PROBLEM TO SOLVE
Search the data for the string "const" and copy each line in which it appears.

───── TASK INPUTS ─────

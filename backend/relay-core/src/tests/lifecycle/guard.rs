use crate::lifecycle::{LivenessRecord, MAX_SPAWN_ATTEMPTS, WorkerLifecycle, WorkerStatus};
use crate::pipe::{PipeMessage, Rendezvous, listen};
use crate::tests::support::{CountingLauncher, relay_settings};

use std::sync::Arc;

use tempfile::TempDir;
use tokio::sync::mpsc;

fn lifecycle(dir: &TempDir, launcher: Arc<CountingLauncher>, attempts: u32) -> (WorkerLifecycle, Rendezvous) {
    let rendezvous = Rendezvous::new("Acme", dir.path());
    let lifecycle = WorkerLifecycle::new(
        &rendezvous,
        LivenessRecord::in_dir(dir.path()),
        launcher,
        attempts,
    );
    (lifecycle, rendezvous)
}

/// **VALUE**: A worker that never completes its handshake is respawned at
/// most ten times.
///
/// **WHY THIS MATTERS**: A worker that crashes on startup would otherwise be
/// relaunched on every Initialize forever.
///
/// **BUG THIS CATCHES**: Resetting the counter on timeout instead of only on
/// a completed handshake.
#[tokio::test]
async fn given_failing_handshakes_when_ensure_worker_repeats_then_stops_after_limit() {
    // GIVEN
    let dir = TempDir::new().unwrap();
    let launcher = Arc::new(CountingLauncher::default());
    let (lifecycle, _) = lifecycle(&dir, launcher.clone(), 0);
    let settings = relay_settings();

    // WHEN
    for _ in 0..MAX_SPAWN_ATTEMPTS {
        let status = lifecycle.ensure_worker(&settings).await.unwrap();
        assert!(matches!(status, WorkerStatus::Spawned(_)));
        lifecycle.mark_failed();
    }
    let result = lifecycle.ensure_worker(&settings).await;

    // THEN
    let error = result.expect_err("eleventh spawn must be refused");
    assert!(error.is_limit());
    assert_eq!(launcher.launches(), MAX_SPAWN_ATTEMPTS);
    assert!(!lifecycle.is_spawning(), "Refusal must not leave the guard held");
}

#[tokio::test]
async fn given_inherited_counter_at_limit_when_ensure_worker_then_nothing_is_launched() {
    // GIVEN
    let dir = TempDir::new().unwrap();
    let launcher = Arc::new(CountingLauncher::default());
    let (lifecycle, _) = lifecycle(&dir, launcher.clone(), MAX_SPAWN_ATTEMPTS);

    // WHEN
    let result = lifecycle.ensure_worker(&relay_settings()).await;

    // THEN
    assert!(result.is_err_and(|e| e.is_limit()));
    assert_eq!(launcher.launches(), 0);
}

#[tokio::test]
async fn given_successful_handshake_when_marked_ready_then_counter_resets() {
    // GIVEN
    let dir = TempDir::new().unwrap();
    let launcher = Arc::new(CountingLauncher::default());
    let (lifecycle, _) = lifecycle(&dir, launcher.clone(), 5);

    // WHEN
    lifecycle.ensure_worker(&relay_settings()).await.unwrap();
    assert_eq!(lifecycle.attempts(), 6);
    lifecycle.mark_ready();

    // THEN
    assert_eq!(lifecycle.attempts(), 0);
    assert!(lifecycle.is_initialized());
    assert!(!lifecycle.is_spawning());
    assert_eq!(launcher.last_args().unwrap()[2], "$cout:6");
}

/// **VALUE**: Concurrent Initialize calls launch one worker.
///
/// **BUG THIS CATCHES**: Two controllers racing past the probe and both
/// spawning, leaving two workers holding relay connections.
#[tokio::test]
async fn given_spawn_in_progress_when_ensure_worker_called_again_then_reports_in_progress() {
    // GIVEN
    let dir = TempDir::new().unwrap();
    let launcher = Arc::new(CountingLauncher::default());
    let (lifecycle, _) = lifecycle(&dir, launcher.clone(), 0);
    let settings = relay_settings();
    let first = lifecycle.ensure_worker(&settings).await.unwrap();

    // WHEN
    let second = lifecycle.ensure_worker(&settings).await.unwrap();

    // THEN
    assert!(matches!(first, WorkerStatus::Spawned(_)));
    assert_eq!(second, WorkerStatus::InProgress);
    assert_eq!(launcher.launches(), 1);
}

#[tokio::test]
async fn given_worker_endpoint_answering_when_ensure_worker_then_running_without_launch() {
    // GIVEN
    let dir = TempDir::new().unwrap();
    let launcher = Arc::new(CountingLauncher::default());
    let (lifecycle, rendezvous) = lifecycle(&dir, launcher.clone(), 0);
    let (sink, _inbox) = mpsc::channel::<PipeMessage>(8);
    let _server = listen(rendezvous.worker(), sink).await.unwrap();

    // WHEN
    let status = lifecycle.ensure_worker(&relay_settings()).await.unwrap();

    // THEN
    assert_eq!(status, WorkerStatus::Running);
    assert_eq!(launcher.launches(), 0);
    assert!(lifecycle.is_initialized());
}

#[tokio::test]
async fn given_record_naming_non_worker_when_spawning_then_record_cleared_and_process_untouched() {
    // GIVEN: the record names this test process, which is not a worker
    let dir = TempDir::new().unwrap();
    let launcher = Arc::new(CountingLauncher::default());
    let (lifecycle, _) = lifecycle(&dir, launcher.clone(), 0);
    lifecycle.record().write(std::process::id()).unwrap();

    // WHEN
    let status = lifecycle.ensure_worker(&relay_settings()).await.unwrap();

    // THEN
    assert!(matches!(status, WorkerStatus::Spawned(_)));
    assert_eq!(lifecycle.record().read(), None);
}
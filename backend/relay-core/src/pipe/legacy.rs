//! Window-message side-channel.
//!
//! Frames travel as `WM_COPYDATA`: the command in `dwData` and the payload as
//! null-terminated UTF-16 in `lpData`. The readiness sentinel is marked by
//! its declared length instead of a real payload. Encoding and decoding are
//! platform neutral; only the send and the message window need Win32.

use crate::error::transport::TransportError;
use crate::pipe::Transport;
use crate::pipe::frame::PipeMessage;
use crate::protocol::PipeCommand;

use std::time::Duration;

use futures_util::FutureExt;
use futures_util::future::BoxFuture;

#[cfg(not(windows))]
use common::ErrorLocation;
#[cfg(not(windows))]
use std::panic::Location;

pub const LEGACY_SEND_TIMEOUT: Duration = Duration::from_secs(5);

/// How the receiving window is located.
#[derive(Debug, Clone, PartialEq, Eq)]
pub enum LegacyTarget {
    WindowClass(String),
    WindowTitle(String),
}

/// A frame in its window-message shape.
#[derive(Debug, Clone, PartialEq, Eq)]
pub struct WindowFrame {
    pub command: usize,
    pub data: Vec<u8>,
}

impl WindowFrame {
    pub fn declared_len(&self) -> u32 {
        u32::try_from(self.data.len()).unwrap_or(u32::MAX)
    }
}

/// Best-effort delivery through `WM_COPYDATA`, bounded by the OS send timeout.
#[derive(Debug, Clone)]
pub struct LegacyBroadcastTransport {
    target: LegacyTarget,
    timeout: Duration,
}

impl LegacyBroadcastTransport {
    pub fn new(target: LegacyTarget) -> Self {
        Self {
            target,
            timeout: LEGACY_SEND_TIMEOUT,
        }
    }

    pub fn target(&self) -> &LegacyTarget {
        &self.target
    }
}

impl Transport for LegacyBroadcastTransport {
    fn name(&self) -> &'static str {
        "window-message"
    }

    #[cfg(windows)]
    fn send<'a>(&'a self, message: &'a PipeMessage) -> BoxFuture<'a, Result<(), TransportError>> {
        let target = self.target.clone();
        let timeout = self.timeout;
        let frame = encode_window_message(message);

        async move {
            tokio::task::spawn_blocking(move || {
                crate::pipe::win32::send_copy_data(&target, frame, timeout)
            })
            .await
            .map_err(|e| TransportError::Io {
                message: format!("Window message task failed: {e}"),
                location: common::ErrorLocation::from(std::panic::Location::caller()),
            })?
        }
        .boxed()
    }

    #[cfg(not(windows))]
    fn send<'a>(&'a self, message: &'a PipeMessage) -> BoxFuture<'a, Result<(), TransportError>> {
        async move {
            Err(TransportError::Unsupported {
                message: format!(
                    "Window messages are unavailable on this platform (command {} to {:?}, timeout {:?})",
                    message.command, self.target, self.timeout
                ),
                location: ErrorLocation::from(Location::caller()),
            })
        }
        .boxed()
    }
}

pub fn encode_window_message(message: &PipeMessage) -> WindowFrame {
    let pong = PipeCommand::Pong.code();

    if message.command == pong {
        return WindowFrame {
            command: pong as usize,
            data: vec![0u8; pong as usize],
        };
    }

    WindowFrame {
        command: message.command as usize,
        data: encode_window_payload(&String::from_utf8_lossy(&message.payload)),
    }
}

/// Turn a received `WM_COPYDATA` back into a frame.
pub fn decode_window_message(command: usize, declared_len: u32, data: &[u8]) -> PipeMessage {
    let pong = PipeCommand::Pong.code();

    if declared_len == pong || command == pong as usize {
        return PipeMessage::empty(pong);
    }

    let command = u32::try_from(command).unwrap_or(u32::MAX);
    PipeMessage::new(command, decode_window_payload(data).into_bytes())
}

pub fn encode_window_payload(text: &str) -> Vec<u8> {
    text.encode_utf16()
        .chain(std::iter::once(0))
        .flat_map(u16::to_le_bytes)
        .collect()
}

pub fn decode_window_payload(data: &[u8]) -> String {
    let units: Vec<u16> = data
        .chunks_exact(2)
        .map(|pair| u16::from_le_bytes([pair[0], pair[1]]))
        .take_while(|unit| *unit != 0)
        .collect();
    String::from_utf16_lossy(&units)
}
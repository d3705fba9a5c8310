//! Toast notifications shown when no foreground process takes a message.

use log::info;
use serde::Deserialize;

/// Desktop notification surface.
pub trait NotificationSink: Send + Sync {
    /// Register the app identity toasts are attributed to.
    fn register(&self, bundle_id: &str, display_name: &str, icon_path: &str) -> bool;

    /// Show a toast. `argument` comes back through activation unchanged.
    fn show(&self, title: &str, body: &str, argument: &str) -> bool;
}

/// Writes notifications to the log instead of the desktop.
#[derive(Debug, Clone, Copy, Default)]
pub struct LogNotificationSink;

impl NotificationSink for LogNotificationSink {
    fn register(&self, bundle_id: &str, display_name: &str, _icon_path: &str) -> bool {
        info!("Notification identity: {display_name} ({bundle_id})");
        true
    }

    fn show(&self, title: &str, body: &str, _argument: &str) -> bool {
        info!("Notification: {title}: {body}");
        true
    }
}

#[derive(Debug, Clone, PartialEq, Eq, Deserialize)]
pub struct Notification {
    #[serde(rename = "Title")]
    pub title: String,
    #[serde(rename = "Body", default)]
    pub body: String,
    #[serde(rename = "Subtitle", default)]
    pub subtitle: Option<String>,
}

#[derive(Deserialize)]
struct Envelope {
    #[serde(rename = "Notification")]
    notification: Notification,
}

impl Notification {
    /// Extract the `Notification` object from an upstream message, if any.
    pub fn parse(text: &str) -> Option<Self> {
        serde_json::from_str::<Envelope>(text)
            .ok()
            .map(|envelope| envelope.notification)
    }

    /// Body text with the subtitle, when present, on its own first line.
    pub fn display_body(&self) -> String {
        match self.subtitle.as_deref() {
            Some(subtitle) if !subtitle.is_empty() => format!("{subtitle}\n{}", self.body),
            _ => self.body.clone(),
        }
    }
}
//! Transport Channel between controller and worker.
//!
//! The primary channel is a named pipe (a Unix domain socket off Windows)
//! carrying length-prefixed frames. A legacy side-channel delivers the same
//! frames as OS window messages. Both sit behind [`Transport`] so callers
//! pick a delivery policy instead of branching on the channel.

pub mod endpoint;
pub mod frame;
pub mod legacy;
pub mod server;
#[cfg(windows)]
pub(crate) mod win32;

pub use endpoint::{ConnectPolicy, PipeConnection, PipeEndpoint, Rendezvous, connect_client, probe_liveness};
pub use frame::{MAX_FRAME_LEN, PipeMessage};
pub use legacy::{LegacyBroadcastTransport, LegacyTarget};
pub use server::{PipeServerHandle, listen};

use crate::error::transport::TransportError;

use futures_util::FutureExt;
use futures_util::future::BoxFuture;
use log::{debug, warn};

/// One-way delivery of frames to a peer.
pub trait Transport: Send + Sync {
    fn name(&self) -> &'static str;

    fn send<'a>(&'a self, message: &'a PipeMessage) -> BoxFuture<'a, Result<(), TransportError>>;
}

/// Connect, write, disconnect.
#[derive(Debug, Clone)]
pub struct PipeTransport {
    endpoint: PipeEndpoint,
    policy: ConnectPolicy,
}

impl PipeTransport {
    pub fn new(endpoint: PipeEndpoint, policy: ConnectPolicy) -> Self {
        Self { endpoint, policy }
    }

    pub fn endpoint(&self) -> &PipeEndpoint {
        &self.endpoint
    }

    /// Send several frames on one connection, preserving their order.
    pub async fn send_all(&self, messages: &[PipeMessage]) -> Result<(), TransportError> {
        let mut connection = connect_client(&self.endpoint, self.policy).await?;
        for message in messages {
            connection.send(message).await?;
        }
        connection.close().await;
        Ok(())
    }
}

impl Transport for PipeTransport {
    fn name(&self) -> &'static str {
        "pipe"
    }

    fn send<'a>(&'a self, message: &'a PipeMessage) -> BoxFuture<'a, Result<(), TransportError>> {
        self.send_all(std::slice::from_ref(message)).boxed()
    }
}

/// Primary transport with a best-effort fallback.
///
/// The fallback only runs when the primary could not reach its peer at all;
/// a failure after a successful connect is returned as is.
pub struct FallbackTransport {
    primary: Box<dyn Transport>,
    fallback: Box<dyn Transport>,
}

impl FallbackTransport {
    pub fn new(primary: impl Transport + 'static, fallback: impl Transport + 'static) -> Self {
        Self {
            primary: Box::new(primary),
            fallback: Box::new(fallback),
        }
    }
}

impl Transport for FallbackTransport {
    fn name(&self) -> &'static str {
        "fallback"
    }

    fn send<'a>(&'a self, message: &'a PipeMessage) -> BoxFuture<'a, Result<(), TransportError>> {
        async move {
            match self.primary.send(message).await {
                Ok(()) => Ok(()),
                Err(e) if e.is_connect() => {
                    warn!(
                        "{} unreachable, trying {} for command {}: {e}",
                        self.primary.name(),
                        self.fallback.name(),
                        message.command
                    );
                    self.fallback.send(message).await
                }
                Err(e) => {
                    debug!("{} failed after connect: {e}", self.primary.name());
                    Err(e)
                }
            }
        }
        .boxed()
    }
}
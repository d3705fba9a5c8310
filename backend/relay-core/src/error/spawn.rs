use common::ErrorLocation;

use std::error::Error as StdError;

use thiserror::Error as ThisError;

#[derive(Debug, ThisError)]
pub enum SpawnError {
    #[error("Spawn Error: {message} {location}")]
    Spawn {
        message: String,
        location: ErrorLocation,
        #[source]
        source: Box<dyn StdError + Send + Sync>,
    },

    /// The respawn budget is exhausted; the worker keeps dying before it
    /// completes a handshake.
    #[error("Spawn Limit Error: gave up after {attempts} attempts {location}")]
    Limit {
        attempts: u32,
        location: ErrorLocation,
    },

    #[error("Timeout Error: {message} {location}")]
    Timeout {
        message: String,
        location: ErrorLocation,
    },

    #[error("Liveness Record Error: {message} {location}")]
    Record {
        message: String,
        location: ErrorLocation,
    },
}

impl SpawnError {
    pub fn is_limit(&self) -> bool {
        matches!(self, SpawnError::Limit { .. })
    }
}
use relay_core::CHILD_MARKER;
use relay_core::lifecycle::process::{is_alive, is_worker_process, terminate_pid};

use std::fs::write;
use std::process::{Child, Command};
use std::thread::{JoinHandle, spawn};

use serial_test::serial;
use tempfile::TempDir;

// ============================================================================
// Process scans for the liveness record's stale-holder path.
// These read the live process table, so they run one at a time.
// ============================================================================

/// Keeps the child reaped once it dies, so it does not linger as a zombie.
fn reaped(mut child: Child) -> (u32, JoinHandle<()>) {
    let pid = child.id();
    let reaper = spawn(move || {
        let _ = child.wait();
    });
    (pid, reaper)
}

/// A shell whose argv[1] is the worker marker, like a spawned worker.
#[cfg(unix)]
fn fake_worker(dir: &TempDir) -> (u32, JoinHandle<()>) {
    write(dir.path().join(CHILD_MARKER), "while :; do sleep 1; done\n").unwrap();
    let child = Command::new("sh")
        .arg(CHILD_MARKER)
        .current_dir(dir.path())
        .spawn()
        .unwrap();
    reaped(child)
}

#[test]
#[serial]
fn given_own_pid_when_checked_then_alive_but_not_a_worker() {
    // GIVEN
    let pid = std::process::id();

    // WHEN / THEN
    assert!(is_alive(pid));
    assert!(!is_worker_process(pid), "The test runner has no worker marker");
}

#[test]
#[serial]
fn given_nonexistent_pid_when_checked_then_dead_and_not_killable() {
    // GIVEN
    let fake_pid = u32::MAX;

    // WHEN / THEN
    assert!(!is_alive(fake_pid));
    assert!(!is_worker_process(fake_pid));
    assert!(!terminate_pid(fake_pid), "Nothing to kill should report false");
}

/// **VALUE**: The kill path refuses init and the calling process.
///
/// **BUG THIS CATCHES**: A liveness record holding 1 or our own pid (a
/// recycled or corrupted record) taking down the system or the controller.
#[test]
#[serial]
fn given_pid_1_or_self_when_terminate_called_then_refuses() {
    assert!(!terminate_pid(1));
    assert!(!terminate_pid(std::process::id()));
    assert!(is_alive(std::process::id()));
}

/// **VALUE**: A process launched with the worker marker is recognized and
/// can be killed, and the kill waits until it is really gone.
///
/// **WHY THIS MATTERS**: This is how a stale worker that stopped answering
/// its endpoint is cleared before a replacement is launched.
///
/// **BUG THIS CATCHES**: Reading the marker from the wrong argv slot, or
/// reporting success while the process is still running.
#[cfg(unix)]
#[test]
#[serial]
fn given_marked_process_when_terminated_then_recognized_and_gone() {
    // GIVEN
    let dir = TempDir::new().unwrap();
    let (pid, reaper) = fake_worker(&dir);
    assert!(is_alive(pid));
    assert!(is_worker_process(pid), "argv[1] carries the worker marker");

    // WHEN
    let terminated = terminate_pid(pid);

    // THEN
    assert!(terminated);
    assert!(!is_alive(pid));
    reaper.join().unwrap();
}

#[cfg(unix)]
#[test]
#[serial]
fn given_unmarked_process_when_checked_then_not_a_worker() {
    // GIVEN
    let (pid, reaper) = reaped(Command::new("sleep").arg("30").spawn().unwrap());

    // WHEN / THEN
    assert!(is_alive(pid));
    assert!(!is_worker_process(pid));

    assert!(terminate_pid(pid));
    reaper.join().unwrap();
}
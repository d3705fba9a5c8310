//! Process-wide logging for both push-relay roles.
//!
//! Colored stdout, a per-role log file, and an error-only crash log that is
//! appended to and never rotated.

use crate::error::RelayError;

use common::ErrorLocation;

use relay_core::{APP_NAME, CRASH_LOG_FILE};

use std::io::stdout;
use std::panic::Location;
use std::path::{Path, PathBuf};
use std::sync::Once;
use std::sync::atomic::{AtomicBool, Ordering};
use std::time::SystemTime;

use fern::Dispatch;
use fern::colors::Color::{Blue, Green, Magenta, Red, Yellow};
use fern::colors::ColoredLevelConfig;
use humantime::format_rfc3339;
use log::{LevelFilter, info, warn};

/// Thread-safe initialization guard.
static INIT_LOGGER_ONCE: Once = Once::new();

/// Tracks if logger initialization was already attempted.
static LOGGER_ALREADY_CALLED: AtomicBool = AtomicBool::new(false);

/// Closes every block appended to the crash log.
pub const CRASH_BLOCK_END: &str = "================ end ========";

const LOGGER_INITIALIZED_MESSAGE_PREFIX: &str = "Logger initialized with level: ";

const LOGGER_ALREADY_INITIALIZED_MESSAGE: &str = "Logger already initialized";

#[cfg(debug_assertions)]
const LOG_LEVEL: LevelFilter = LevelFilter::Debug;

#[cfg(not(debug_assertions))]
const LOG_LEVEL: LevelFilter = LevelFilter::Info;

/// Which process is logging; the roles write to separate files.
#[derive(Debug, Clone, Copy, PartialEq, Eq)]
pub enum LogRole {
    Controller,
    Worker,
}

impl LogRole {
    pub fn file_name(self) -> &'static str {
        match self {
            LogRole::Controller => "push-relay.log",
            LogRole::Worker => "push-relay-worker.log",
        }
    }
}

/// `{data_local_dir}/push-relay/logs`.
#[track_caller]
pub fn default_log_dir() -> Result<PathBuf, RelayError> {
    dirs::data_local_dir()
        .map(|dir| dir.join(APP_NAME).join("logs"))
        .ok_or_else(|| RelayError::Startup {
            message: "Failed to resolve the local data directory".to_string(),
            location: ErrorLocation::from(Location::caller()),
        })
}

/// Initialize the logger.
///
/// Safe to call more than once: later calls log a warning and return Ok.
///
/// # Errors
///
/// Returns an error if:
/// - The log file or crash log cannot be opened
/// - A global logger was already installed by someone else
pub fn initialize(role: LogRole, log_dir: &Path, crash_dir: &Path) -> Result<(), RelayError> {
    if LOGGER_ALREADY_CALLED.swap(true, Ordering::SeqCst) {
        warn!("{LOGGER_ALREADY_INITIALIZED_MESSAGE}");
        return Ok(());
    }

    let mut result = Ok(());

    INIT_LOGGER_ONCE.call_once(|| {
        result = initialize_internal(role, log_dir, crash_dir);
        if result.is_ok() {
            info!("{LOGGER_INITIALIZED_MESSAGE_PREFIX}{LOG_LEVEL:?} ({role:?})");
        }
    });

    result
}

#[track_caller]
fn initialize_internal(role: LogRole, log_dir: &Path, crash_dir: &Path) -> Result<(), RelayError> {
    let color_configuration = ColoredLevelConfig::new()
        .debug(Blue)
        .info(Green)
        .warn(Yellow)
        .error(Red)
        .trace(Magenta);

    let base_dispatch = Dispatch::new().level(LOG_LEVEL);

    let stdout_dispatch = Dispatch::new()
        .format(move |out, message, record| {
            out.finish(format_args!(
                "[{date} - {level}] {message} [{file}:{line}]",
                date = format_rfc3339(SystemTime::now()),
                level = color_configuration.color(record.level()),
                message = message,
                file = record.file().unwrap_or("unknown"),
                line = record.line().unwrap_or(0),
            ))
        })
        .chain(stdout());

    let file_dispatch = Dispatch::new()
        .format(move |out, message, record| {
            out.finish(format_args!(
                "[{date} - {level}] {message} [{file}:{line}]",
                date = format_rfc3339(SystemTime::now()),
                level = record.level(),
                message = message,
                file = record.file().unwrap_or("unknown"),
                line = record.line().unwrap_or(0)
            ))
        })
        .chain(open_log_file(&log_dir.join(role.file_name()))?);

    // One block per error record
    let crash_dispatch = Dispatch::new()
        .level(LevelFilter::Error)
        .format(move |out, message, record| {
            out.finish(format_args!(
                "[{date}] {message} [{file}:{line}]\n{CRASH_BLOCK_END}",
                date = format_rfc3339(SystemTime::now()),
                message = message,
                file = record.file().unwrap_or("unknown"),
                line = record.line().unwrap_or(0)
            ))
        })
        .chain(open_log_file(&crash_dir.join(CRASH_LOG_FILE))?);

    base_dispatch
        .chain(stdout_dispatch)
        .chain(file_dispatch)
        .chain(crash_dispatch)
        .apply()
        .map_err(|e| RelayError::Startup {
            message: format!("Failed to initialize logger: {e}"),
            location: ErrorLocation::from(Location::caller()),
        })?;

    Ok(())
}

#[track_caller]
fn open_log_file(path: &Path) -> Result<std::fs::File, RelayError> {
    fern::log_file(path).map_err(|e| RelayError::Startup {
        message: format!("Failed to open log file {}: {e}", path.display()),
        location: ErrorLocation::from(Location::caller()),
    })
}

─────

FINISHED TASK
pub const LEGACY_SEND_TIMEOUT: Duration = Duration::from_secs(5);
pub const CRASH_BLOCK_END: &str = "================ end ========";
const LOGGER_INITIALIZED_MESSAGE_PREFIX: &str = "Logger initialized with level: ";
const LOGGER_ALREADY_INITIALIZED_MESSAGE: &str = "Logger already initialized";
const LOG_LEVEL: LevelFilter = LevelFilter::Debug;
const LOG_LEVEL: LevelFilter = LevelFilter::Info;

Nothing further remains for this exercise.